=== The task ===
The required output is every entry, printed exactly as written.

== Information supplied ==

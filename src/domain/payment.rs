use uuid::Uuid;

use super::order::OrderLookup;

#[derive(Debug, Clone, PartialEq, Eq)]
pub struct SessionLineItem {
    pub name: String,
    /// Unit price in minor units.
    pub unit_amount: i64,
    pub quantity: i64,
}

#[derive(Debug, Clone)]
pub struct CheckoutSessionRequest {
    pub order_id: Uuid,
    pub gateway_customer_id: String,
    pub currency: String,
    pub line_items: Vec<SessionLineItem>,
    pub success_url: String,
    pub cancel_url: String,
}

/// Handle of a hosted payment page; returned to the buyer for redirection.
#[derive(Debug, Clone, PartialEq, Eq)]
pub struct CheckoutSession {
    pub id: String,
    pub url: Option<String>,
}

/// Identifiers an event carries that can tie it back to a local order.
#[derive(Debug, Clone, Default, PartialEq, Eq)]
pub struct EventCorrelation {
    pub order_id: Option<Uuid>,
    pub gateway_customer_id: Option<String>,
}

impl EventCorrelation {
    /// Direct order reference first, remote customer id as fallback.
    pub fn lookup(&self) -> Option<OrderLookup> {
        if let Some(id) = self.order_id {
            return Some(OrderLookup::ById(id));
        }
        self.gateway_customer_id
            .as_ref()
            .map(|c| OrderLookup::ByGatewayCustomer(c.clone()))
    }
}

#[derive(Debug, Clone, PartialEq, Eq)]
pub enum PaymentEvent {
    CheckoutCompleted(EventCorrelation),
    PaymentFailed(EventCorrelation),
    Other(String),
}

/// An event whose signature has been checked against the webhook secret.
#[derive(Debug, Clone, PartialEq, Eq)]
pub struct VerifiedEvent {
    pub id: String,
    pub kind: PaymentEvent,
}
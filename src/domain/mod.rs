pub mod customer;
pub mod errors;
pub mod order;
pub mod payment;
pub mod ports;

===

=== Exercise output ===
filename src/domain/payment.rs
use uuid::Uuid;

use super::order::OrderLookup;

#[derive(Debug, Clone, PartialEq, Eq)]
pub struct SessionLineItem {
    pub name: String,
    /// Unit price in minor units.
    pub unit_amount: i64,
    pub quantity: i64,
}

#[derive(Debug, Clone)]
pub struct CheckoutSessionRequest {
    pub order_id: Uuid,
    pub gateway_customer_id: String,
    pub currency: String,
    pub line_items: Vec<SessionLineItem>,
    pub success_url: String,
    pub cancel_url: String,
}

/// Handle of a hosted payment page; returned to the buyer for redirection.
#[derive(Debug, Clone, PartialEq, Eq)]
pub struct CheckoutSession {
    pub id: String,
    pub url: Option<String>,
}

/// Identifiers an event carries that can tie it back to a local order.
#[derive(Debug, Clone, Default, PartialEq, Eq)]
pub struct EventCorrelation {
    pub order_id: Option<Uuid>,
    pub gateway_customer_id: Option<String>,
}

impl EventCorrelation {
    /// Direct order reference first, remote customer id as fallback.
    pub fn lookup(&self) -> Option<OrderLookup> {
        if let Some(id) = self.order_id {
            return Some(OrderLookup::ById(id));
        }
        self.gateway_customer_id
            .as_ref()
            .map(|c| OrderLookup::ByGatewayCustomer(c.clone()))
    }
}

#[derive(Debug, Clone, PartialEq, Eq)]
pub enum PaymentEvent {
    CheckoutCompleted(EventCorrelation),
    PaymentFailed(EventCorrelation),
    Other(String),
}

/// An event whose signature has been checked against the webhook secret.
#[derive(Debug, Clone, PartialEq, Eq)]
pub struct VerifiedEvent {
    pub id: String,
    pub kind: PaymentEvent,
}
filename src/domain/mod.rs
pub mod customer;
pub mod errors;
pub mod order;
pub mod payment;
pub mod ports;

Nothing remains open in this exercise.